------ INFORMATION ------
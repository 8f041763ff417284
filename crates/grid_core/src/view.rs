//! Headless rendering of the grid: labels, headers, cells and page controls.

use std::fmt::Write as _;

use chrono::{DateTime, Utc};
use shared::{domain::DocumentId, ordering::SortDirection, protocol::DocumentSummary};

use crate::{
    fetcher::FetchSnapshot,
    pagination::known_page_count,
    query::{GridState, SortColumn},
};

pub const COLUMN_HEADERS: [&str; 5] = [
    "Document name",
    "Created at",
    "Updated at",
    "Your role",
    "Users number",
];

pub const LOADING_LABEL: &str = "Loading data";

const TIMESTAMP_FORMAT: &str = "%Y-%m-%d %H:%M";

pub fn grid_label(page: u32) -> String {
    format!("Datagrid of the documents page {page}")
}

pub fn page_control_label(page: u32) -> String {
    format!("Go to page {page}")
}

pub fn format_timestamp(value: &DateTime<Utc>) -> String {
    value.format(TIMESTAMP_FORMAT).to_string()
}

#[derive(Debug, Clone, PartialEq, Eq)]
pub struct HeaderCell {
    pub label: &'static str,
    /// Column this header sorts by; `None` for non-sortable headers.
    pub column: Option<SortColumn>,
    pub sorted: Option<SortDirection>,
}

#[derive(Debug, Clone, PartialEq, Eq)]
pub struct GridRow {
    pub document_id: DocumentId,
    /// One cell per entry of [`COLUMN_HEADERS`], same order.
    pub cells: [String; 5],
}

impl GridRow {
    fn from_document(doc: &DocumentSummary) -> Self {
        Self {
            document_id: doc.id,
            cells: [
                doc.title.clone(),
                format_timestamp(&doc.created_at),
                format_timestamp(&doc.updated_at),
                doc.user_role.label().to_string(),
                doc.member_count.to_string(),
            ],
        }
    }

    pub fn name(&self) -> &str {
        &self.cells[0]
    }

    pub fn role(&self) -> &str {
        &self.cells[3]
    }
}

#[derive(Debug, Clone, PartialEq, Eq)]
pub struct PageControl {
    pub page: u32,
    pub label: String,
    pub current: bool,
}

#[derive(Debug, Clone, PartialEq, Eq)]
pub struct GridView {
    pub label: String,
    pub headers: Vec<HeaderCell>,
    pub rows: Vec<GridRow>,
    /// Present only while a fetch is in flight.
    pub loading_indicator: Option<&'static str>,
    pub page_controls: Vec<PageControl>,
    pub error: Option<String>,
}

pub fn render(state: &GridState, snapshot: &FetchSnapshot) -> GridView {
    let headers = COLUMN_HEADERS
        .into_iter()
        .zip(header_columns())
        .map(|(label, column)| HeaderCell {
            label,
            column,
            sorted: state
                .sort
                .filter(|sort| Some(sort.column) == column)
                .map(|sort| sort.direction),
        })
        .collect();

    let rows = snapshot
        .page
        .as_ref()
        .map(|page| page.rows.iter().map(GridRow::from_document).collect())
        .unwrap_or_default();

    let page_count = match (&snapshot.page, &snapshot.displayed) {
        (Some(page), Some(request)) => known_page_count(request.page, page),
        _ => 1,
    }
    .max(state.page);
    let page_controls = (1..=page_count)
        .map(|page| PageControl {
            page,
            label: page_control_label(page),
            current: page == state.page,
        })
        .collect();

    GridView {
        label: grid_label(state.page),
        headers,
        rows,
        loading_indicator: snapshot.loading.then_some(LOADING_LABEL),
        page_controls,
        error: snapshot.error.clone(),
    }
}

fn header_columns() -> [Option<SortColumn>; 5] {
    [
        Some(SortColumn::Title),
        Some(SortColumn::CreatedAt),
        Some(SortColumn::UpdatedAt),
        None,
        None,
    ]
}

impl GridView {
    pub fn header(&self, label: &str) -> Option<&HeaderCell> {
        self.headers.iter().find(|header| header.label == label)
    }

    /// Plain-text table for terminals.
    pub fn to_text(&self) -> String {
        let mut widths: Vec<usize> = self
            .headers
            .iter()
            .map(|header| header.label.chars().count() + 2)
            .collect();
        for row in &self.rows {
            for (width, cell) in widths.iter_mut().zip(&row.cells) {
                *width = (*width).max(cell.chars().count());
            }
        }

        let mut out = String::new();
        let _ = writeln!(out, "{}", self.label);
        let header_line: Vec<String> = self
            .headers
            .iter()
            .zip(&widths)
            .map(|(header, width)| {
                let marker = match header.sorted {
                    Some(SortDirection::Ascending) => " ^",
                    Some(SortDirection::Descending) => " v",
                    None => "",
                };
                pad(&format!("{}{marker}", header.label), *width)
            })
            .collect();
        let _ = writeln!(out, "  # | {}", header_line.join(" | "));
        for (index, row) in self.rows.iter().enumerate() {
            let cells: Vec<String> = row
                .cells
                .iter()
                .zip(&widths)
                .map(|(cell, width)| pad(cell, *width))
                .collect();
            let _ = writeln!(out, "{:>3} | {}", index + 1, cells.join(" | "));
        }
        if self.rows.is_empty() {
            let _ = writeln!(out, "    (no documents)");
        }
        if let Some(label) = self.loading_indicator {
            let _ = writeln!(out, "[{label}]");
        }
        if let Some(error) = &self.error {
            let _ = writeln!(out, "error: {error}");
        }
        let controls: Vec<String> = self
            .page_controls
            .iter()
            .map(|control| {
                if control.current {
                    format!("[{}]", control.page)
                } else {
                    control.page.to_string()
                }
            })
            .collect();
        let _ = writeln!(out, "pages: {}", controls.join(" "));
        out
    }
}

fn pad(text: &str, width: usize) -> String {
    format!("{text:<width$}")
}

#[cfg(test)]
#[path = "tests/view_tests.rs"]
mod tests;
------
------ INFORMATION ------
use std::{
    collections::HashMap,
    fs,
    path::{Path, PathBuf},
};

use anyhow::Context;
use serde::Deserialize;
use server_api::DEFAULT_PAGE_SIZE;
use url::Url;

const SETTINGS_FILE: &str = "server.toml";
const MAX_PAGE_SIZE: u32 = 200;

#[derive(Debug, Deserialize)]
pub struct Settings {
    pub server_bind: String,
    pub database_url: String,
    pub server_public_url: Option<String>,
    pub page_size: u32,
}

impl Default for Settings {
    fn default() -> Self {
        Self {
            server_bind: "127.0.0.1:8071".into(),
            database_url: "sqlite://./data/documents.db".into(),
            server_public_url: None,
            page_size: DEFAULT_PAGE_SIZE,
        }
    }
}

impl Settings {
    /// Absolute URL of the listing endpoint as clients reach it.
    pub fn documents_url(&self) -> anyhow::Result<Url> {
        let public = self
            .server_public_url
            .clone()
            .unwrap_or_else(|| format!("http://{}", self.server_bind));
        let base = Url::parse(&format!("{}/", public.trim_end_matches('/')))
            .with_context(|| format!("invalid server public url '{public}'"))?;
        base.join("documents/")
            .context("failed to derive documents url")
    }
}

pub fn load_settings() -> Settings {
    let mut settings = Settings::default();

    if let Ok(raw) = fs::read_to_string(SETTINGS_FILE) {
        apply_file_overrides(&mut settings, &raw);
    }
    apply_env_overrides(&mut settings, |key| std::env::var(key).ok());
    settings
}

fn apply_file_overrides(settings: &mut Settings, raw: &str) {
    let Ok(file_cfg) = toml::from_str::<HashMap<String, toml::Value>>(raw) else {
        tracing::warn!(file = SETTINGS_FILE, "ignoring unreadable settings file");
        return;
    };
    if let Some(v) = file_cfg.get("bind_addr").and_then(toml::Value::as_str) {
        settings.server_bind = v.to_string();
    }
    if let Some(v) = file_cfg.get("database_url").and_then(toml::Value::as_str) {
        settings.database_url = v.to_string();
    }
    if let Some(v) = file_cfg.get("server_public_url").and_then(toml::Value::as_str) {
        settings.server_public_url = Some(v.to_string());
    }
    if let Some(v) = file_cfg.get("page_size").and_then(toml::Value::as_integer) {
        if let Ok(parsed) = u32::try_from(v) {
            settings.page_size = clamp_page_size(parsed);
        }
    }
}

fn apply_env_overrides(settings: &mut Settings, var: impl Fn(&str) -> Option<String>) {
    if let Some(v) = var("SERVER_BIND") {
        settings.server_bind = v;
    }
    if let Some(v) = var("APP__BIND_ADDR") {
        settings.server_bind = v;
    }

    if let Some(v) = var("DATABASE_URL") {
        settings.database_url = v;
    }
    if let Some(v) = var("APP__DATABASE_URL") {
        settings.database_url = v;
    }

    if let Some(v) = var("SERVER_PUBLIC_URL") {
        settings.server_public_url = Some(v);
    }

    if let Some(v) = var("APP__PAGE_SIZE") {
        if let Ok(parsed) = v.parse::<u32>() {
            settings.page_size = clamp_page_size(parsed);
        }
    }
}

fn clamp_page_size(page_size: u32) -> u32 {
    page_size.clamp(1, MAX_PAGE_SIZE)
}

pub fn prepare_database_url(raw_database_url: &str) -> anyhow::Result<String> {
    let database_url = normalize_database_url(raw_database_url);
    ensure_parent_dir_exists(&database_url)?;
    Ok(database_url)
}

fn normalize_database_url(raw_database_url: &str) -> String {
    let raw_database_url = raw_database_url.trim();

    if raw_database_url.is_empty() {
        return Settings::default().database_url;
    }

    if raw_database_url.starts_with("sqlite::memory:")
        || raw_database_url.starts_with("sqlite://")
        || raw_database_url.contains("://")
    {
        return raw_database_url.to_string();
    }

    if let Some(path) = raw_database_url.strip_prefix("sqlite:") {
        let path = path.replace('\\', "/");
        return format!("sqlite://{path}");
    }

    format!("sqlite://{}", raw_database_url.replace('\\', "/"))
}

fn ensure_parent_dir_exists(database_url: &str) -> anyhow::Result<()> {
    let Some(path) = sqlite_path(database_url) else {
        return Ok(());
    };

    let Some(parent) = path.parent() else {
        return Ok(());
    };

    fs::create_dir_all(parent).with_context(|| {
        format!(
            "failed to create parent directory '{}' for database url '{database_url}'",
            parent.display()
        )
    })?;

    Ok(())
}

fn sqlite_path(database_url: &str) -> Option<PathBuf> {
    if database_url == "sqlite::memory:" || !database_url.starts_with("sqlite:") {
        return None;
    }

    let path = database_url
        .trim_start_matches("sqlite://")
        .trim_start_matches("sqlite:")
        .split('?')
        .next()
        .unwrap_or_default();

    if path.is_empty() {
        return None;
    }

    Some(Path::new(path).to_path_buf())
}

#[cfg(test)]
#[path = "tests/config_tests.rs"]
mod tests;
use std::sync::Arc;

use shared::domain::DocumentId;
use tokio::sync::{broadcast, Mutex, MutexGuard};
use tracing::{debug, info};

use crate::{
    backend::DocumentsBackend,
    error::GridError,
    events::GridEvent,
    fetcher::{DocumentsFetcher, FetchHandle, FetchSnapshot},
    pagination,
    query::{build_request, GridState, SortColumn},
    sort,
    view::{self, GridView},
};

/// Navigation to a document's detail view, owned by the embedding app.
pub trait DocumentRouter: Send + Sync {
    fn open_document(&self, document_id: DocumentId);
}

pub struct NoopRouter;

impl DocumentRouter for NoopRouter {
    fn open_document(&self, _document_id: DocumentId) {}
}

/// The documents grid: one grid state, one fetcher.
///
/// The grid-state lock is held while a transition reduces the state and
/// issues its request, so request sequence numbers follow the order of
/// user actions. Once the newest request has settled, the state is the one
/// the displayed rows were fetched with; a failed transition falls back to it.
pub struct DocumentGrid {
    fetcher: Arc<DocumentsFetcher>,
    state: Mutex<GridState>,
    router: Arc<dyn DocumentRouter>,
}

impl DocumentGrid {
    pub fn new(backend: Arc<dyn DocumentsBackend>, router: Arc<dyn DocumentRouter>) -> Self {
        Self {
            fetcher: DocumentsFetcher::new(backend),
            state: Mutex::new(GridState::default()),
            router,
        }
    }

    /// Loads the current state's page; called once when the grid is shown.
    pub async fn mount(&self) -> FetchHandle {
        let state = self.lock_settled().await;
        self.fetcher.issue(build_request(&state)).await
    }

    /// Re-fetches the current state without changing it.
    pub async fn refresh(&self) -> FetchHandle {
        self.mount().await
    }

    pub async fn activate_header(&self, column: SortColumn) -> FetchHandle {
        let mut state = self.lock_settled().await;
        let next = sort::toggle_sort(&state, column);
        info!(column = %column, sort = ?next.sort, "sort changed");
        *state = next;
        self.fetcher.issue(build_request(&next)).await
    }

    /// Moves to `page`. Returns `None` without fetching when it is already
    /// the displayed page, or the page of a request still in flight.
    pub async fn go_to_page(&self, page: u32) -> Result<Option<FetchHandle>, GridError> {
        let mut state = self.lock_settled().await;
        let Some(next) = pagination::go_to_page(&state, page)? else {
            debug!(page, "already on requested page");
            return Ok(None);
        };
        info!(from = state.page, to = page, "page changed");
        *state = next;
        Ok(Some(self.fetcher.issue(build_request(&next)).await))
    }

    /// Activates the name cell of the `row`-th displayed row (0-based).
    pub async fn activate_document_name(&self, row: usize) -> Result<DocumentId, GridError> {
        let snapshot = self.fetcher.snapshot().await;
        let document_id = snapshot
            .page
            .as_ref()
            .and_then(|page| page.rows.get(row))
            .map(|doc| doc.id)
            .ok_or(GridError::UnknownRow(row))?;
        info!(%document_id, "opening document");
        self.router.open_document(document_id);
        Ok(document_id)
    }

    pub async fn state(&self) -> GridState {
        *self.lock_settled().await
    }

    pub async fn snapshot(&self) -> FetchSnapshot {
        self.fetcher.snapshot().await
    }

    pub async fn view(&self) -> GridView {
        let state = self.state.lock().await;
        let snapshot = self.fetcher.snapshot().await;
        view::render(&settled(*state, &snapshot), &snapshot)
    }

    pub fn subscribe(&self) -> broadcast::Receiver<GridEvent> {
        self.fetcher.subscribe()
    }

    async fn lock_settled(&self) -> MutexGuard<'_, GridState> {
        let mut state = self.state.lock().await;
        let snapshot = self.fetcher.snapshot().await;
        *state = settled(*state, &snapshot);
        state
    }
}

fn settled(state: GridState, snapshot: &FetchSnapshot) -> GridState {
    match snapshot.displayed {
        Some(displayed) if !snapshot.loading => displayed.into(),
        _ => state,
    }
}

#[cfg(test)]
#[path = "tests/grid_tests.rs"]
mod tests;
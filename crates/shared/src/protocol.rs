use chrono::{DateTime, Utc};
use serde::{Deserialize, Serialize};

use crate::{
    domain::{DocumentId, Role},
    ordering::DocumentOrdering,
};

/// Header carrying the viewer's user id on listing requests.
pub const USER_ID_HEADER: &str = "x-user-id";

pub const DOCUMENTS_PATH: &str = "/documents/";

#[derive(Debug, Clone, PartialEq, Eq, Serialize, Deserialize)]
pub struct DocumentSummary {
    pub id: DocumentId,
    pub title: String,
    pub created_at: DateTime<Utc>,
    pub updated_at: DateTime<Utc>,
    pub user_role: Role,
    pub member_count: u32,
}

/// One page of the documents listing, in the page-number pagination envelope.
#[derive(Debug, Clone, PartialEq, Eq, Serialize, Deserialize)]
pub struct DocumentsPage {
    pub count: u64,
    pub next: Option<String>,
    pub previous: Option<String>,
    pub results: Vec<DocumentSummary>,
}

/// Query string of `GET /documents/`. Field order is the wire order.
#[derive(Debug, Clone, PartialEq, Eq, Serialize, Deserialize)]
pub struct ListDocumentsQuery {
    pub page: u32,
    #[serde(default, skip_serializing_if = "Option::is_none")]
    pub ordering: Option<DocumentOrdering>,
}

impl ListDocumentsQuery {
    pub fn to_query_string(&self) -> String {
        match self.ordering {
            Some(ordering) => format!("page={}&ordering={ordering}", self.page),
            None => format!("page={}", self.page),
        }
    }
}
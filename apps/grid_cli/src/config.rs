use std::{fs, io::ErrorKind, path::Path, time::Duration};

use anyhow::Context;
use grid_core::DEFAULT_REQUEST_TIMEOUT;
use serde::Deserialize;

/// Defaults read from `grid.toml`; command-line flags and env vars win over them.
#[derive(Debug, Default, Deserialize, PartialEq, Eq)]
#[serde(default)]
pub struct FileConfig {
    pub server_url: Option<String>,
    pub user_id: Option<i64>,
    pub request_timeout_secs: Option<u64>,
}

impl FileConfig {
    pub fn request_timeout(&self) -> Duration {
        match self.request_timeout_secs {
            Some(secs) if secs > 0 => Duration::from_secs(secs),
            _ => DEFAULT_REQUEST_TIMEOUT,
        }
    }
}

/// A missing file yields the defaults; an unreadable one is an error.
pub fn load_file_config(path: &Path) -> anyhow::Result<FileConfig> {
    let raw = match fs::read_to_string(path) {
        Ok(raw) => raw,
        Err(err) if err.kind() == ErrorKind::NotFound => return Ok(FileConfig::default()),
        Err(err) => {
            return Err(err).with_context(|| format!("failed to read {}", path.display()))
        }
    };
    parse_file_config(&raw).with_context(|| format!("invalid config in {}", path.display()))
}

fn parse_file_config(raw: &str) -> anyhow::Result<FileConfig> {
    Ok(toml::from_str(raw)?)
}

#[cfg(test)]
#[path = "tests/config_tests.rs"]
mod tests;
------
▸ ASSIGNMENT
Gather all lines from the listing above in which "when" occurs.

▸ RESPONSE FOR THIS EXERCISE
    /// Loads the current state's page; called once when the grid is shown.
    /// Moves to `page`. Returns `None` without fetching when it is already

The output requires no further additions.